- _WHAT IS EXPECTED_
In the entries that follow, find each line with the word "marker" and copy it.

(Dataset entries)
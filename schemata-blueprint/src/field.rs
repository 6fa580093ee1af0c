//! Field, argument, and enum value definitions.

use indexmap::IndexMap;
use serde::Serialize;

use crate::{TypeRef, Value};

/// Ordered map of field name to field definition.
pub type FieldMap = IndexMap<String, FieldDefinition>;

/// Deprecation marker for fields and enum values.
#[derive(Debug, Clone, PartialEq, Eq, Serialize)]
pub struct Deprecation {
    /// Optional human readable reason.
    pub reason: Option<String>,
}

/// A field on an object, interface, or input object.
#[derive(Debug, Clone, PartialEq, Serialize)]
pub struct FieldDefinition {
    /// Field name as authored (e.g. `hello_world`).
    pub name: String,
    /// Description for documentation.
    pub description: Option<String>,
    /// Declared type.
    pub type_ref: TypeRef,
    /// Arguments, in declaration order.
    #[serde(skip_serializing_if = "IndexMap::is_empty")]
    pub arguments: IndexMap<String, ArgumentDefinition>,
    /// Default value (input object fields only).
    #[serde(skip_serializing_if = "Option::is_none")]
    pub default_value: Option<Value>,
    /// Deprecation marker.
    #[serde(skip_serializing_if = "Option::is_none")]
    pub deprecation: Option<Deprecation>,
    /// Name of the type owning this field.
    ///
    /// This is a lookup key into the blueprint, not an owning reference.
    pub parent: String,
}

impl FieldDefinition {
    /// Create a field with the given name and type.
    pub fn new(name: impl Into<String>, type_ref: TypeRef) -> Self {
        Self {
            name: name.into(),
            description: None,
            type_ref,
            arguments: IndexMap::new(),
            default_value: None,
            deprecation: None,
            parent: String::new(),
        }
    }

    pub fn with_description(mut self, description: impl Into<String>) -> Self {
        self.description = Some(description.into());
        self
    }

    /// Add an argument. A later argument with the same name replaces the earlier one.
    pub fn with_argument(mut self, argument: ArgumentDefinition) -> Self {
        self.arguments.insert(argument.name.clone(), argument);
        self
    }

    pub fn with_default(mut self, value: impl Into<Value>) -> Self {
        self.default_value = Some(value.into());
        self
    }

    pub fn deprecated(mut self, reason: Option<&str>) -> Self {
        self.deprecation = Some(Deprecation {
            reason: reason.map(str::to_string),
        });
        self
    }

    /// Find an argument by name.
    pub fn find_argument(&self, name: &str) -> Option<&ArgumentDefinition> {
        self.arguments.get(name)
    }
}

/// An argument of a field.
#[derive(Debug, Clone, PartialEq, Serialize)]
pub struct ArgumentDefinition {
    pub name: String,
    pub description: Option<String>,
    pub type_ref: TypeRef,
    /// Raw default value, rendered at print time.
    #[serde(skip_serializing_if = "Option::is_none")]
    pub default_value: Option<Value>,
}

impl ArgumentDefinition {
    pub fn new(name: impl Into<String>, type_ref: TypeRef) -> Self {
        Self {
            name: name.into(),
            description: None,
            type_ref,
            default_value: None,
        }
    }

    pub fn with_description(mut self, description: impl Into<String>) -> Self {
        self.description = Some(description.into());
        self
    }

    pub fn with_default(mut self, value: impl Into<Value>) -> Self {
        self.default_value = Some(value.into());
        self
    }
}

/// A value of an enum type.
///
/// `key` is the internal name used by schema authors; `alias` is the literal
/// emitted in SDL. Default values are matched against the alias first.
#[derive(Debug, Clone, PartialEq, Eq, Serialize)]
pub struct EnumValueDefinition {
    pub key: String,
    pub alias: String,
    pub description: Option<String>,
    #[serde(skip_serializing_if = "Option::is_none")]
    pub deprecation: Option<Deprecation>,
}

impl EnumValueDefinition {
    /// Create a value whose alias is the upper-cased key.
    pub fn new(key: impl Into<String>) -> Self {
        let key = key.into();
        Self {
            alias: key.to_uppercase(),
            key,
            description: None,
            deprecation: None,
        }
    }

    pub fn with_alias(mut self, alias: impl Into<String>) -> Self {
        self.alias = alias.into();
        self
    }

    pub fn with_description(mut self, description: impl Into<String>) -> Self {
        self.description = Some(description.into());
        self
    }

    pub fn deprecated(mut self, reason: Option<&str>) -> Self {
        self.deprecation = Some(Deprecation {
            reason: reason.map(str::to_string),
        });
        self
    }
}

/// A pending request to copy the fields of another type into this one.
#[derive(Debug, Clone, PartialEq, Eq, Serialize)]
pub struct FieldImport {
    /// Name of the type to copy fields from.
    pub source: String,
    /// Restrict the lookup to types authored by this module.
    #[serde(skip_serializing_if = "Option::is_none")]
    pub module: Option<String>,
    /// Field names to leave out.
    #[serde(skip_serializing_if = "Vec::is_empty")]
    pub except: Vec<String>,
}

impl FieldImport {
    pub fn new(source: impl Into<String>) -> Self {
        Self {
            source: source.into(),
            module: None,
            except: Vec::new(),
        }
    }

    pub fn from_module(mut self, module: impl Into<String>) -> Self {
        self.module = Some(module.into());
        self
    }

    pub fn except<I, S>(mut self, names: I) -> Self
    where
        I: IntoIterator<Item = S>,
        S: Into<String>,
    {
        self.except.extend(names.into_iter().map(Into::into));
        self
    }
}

- _ANSWER BOX_
/// Deprecation marker for fields and enum values.
    /// Deprecation marker.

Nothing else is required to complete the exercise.